Please return the lines below verbatim, beginning at the one that has "point is feasible" and stopping after the one that has "approximated by forward", and add no other lines.

** INPUT DATA follows **

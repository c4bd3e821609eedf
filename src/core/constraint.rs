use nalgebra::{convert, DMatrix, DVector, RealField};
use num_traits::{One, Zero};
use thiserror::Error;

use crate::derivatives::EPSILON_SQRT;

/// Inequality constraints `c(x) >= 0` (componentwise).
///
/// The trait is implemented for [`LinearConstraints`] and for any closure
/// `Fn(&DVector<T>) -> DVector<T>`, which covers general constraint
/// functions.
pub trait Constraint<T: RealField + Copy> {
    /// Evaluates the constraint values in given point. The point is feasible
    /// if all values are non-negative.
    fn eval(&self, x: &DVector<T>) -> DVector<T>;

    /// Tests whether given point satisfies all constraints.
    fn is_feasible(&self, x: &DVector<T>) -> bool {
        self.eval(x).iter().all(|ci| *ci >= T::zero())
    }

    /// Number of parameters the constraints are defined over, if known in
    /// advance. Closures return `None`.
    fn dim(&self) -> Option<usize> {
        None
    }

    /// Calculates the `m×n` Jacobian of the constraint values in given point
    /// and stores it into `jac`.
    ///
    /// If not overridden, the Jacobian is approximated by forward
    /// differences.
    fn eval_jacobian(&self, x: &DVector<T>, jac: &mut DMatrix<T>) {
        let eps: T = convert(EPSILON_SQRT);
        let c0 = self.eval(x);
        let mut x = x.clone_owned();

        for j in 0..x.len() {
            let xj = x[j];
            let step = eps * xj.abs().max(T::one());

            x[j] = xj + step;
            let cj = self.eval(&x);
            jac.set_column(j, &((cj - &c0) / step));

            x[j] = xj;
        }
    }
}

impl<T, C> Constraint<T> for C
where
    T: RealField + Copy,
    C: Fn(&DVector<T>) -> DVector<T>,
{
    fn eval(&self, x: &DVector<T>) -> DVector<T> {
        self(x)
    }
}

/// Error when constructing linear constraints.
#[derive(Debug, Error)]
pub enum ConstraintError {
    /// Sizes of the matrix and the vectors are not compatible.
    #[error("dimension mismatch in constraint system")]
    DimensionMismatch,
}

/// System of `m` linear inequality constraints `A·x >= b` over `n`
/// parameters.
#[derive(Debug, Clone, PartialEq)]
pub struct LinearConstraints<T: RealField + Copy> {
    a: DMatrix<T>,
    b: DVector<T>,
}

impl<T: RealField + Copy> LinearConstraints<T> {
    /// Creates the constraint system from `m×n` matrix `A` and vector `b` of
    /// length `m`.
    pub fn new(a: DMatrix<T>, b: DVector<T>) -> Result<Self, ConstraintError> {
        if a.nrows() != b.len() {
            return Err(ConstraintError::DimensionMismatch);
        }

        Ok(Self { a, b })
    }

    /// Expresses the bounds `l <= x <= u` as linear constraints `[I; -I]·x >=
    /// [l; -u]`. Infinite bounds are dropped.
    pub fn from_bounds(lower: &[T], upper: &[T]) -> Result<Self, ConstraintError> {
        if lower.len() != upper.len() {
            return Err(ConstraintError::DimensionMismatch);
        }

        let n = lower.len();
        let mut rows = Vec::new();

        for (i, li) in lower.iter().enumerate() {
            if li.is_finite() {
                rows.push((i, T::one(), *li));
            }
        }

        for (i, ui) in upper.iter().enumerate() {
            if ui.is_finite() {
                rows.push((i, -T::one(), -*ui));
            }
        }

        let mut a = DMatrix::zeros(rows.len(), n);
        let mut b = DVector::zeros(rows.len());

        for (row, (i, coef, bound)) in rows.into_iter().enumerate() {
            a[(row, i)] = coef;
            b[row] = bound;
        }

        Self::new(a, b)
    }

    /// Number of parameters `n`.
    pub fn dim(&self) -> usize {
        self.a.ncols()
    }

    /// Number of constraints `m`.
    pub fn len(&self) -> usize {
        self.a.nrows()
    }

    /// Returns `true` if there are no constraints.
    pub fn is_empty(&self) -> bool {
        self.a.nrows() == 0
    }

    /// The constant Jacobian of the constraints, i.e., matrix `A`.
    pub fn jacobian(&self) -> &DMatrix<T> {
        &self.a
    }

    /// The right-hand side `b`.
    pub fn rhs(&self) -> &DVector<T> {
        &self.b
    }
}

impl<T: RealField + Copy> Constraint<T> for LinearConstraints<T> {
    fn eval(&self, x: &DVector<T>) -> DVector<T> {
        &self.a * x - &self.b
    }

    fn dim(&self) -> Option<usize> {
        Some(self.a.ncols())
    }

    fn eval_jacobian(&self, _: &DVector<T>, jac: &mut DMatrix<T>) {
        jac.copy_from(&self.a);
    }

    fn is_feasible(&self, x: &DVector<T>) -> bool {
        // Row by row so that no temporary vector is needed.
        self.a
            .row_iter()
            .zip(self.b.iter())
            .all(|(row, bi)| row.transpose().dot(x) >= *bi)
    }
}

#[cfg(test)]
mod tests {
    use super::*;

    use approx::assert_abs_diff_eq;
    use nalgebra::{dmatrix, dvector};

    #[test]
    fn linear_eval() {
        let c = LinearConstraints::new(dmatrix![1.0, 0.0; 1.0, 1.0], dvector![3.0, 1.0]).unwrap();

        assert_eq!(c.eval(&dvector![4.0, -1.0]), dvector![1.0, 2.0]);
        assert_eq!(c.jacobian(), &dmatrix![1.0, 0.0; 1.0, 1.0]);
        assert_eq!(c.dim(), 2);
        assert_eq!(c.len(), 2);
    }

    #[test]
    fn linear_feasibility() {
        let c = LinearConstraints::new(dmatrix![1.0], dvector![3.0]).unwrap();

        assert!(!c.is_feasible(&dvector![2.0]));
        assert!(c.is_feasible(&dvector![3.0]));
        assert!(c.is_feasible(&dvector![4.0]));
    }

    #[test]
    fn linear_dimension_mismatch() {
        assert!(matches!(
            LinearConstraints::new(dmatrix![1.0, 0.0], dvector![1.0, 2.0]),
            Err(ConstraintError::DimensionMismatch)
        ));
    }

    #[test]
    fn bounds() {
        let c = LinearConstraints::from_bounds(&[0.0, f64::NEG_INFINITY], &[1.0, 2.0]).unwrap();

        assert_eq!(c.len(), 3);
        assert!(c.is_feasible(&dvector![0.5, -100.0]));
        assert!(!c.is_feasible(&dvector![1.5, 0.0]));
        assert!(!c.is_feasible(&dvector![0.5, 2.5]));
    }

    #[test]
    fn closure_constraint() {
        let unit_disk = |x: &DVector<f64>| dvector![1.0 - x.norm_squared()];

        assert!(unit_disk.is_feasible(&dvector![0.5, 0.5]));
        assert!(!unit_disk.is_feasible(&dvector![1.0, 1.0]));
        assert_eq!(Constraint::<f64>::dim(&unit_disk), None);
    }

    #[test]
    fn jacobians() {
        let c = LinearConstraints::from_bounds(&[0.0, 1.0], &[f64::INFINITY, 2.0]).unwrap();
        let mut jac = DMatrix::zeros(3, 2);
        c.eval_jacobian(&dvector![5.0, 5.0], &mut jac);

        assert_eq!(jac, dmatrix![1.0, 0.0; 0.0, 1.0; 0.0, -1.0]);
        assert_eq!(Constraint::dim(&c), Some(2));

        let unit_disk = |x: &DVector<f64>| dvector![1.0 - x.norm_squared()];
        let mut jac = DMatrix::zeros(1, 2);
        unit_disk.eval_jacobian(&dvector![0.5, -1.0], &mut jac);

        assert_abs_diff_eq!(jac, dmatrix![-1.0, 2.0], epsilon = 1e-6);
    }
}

** End of INPUT DATA **

ANSWER FOR THIS EXERCISE:
    /// Evaluates the constraint values in given point. The point is feasible
    /// if all values are non-negative.
    fn eval(&self, x: &DVector<T>) -> DVector<T>;

    /// Tests whether given point satisfies all constraints.
    fn is_feasible(&self, x: &DVector<T>) -> bool {
        self.eval(x).iter().all(|ci| *ci >= T::zero())
    }

    /// Number of parameters the constraints are defined over, if known in
    /// advance. Closures return `None`.
    fn dim(&self) -> Option<usize> {
        None
    }

    /// Calculates the `m×n` Jacobian of the constraint values in given point
    /// and stores it into `jac`.
    ///
    /// If not overridden, the Jacobian is approximated by forward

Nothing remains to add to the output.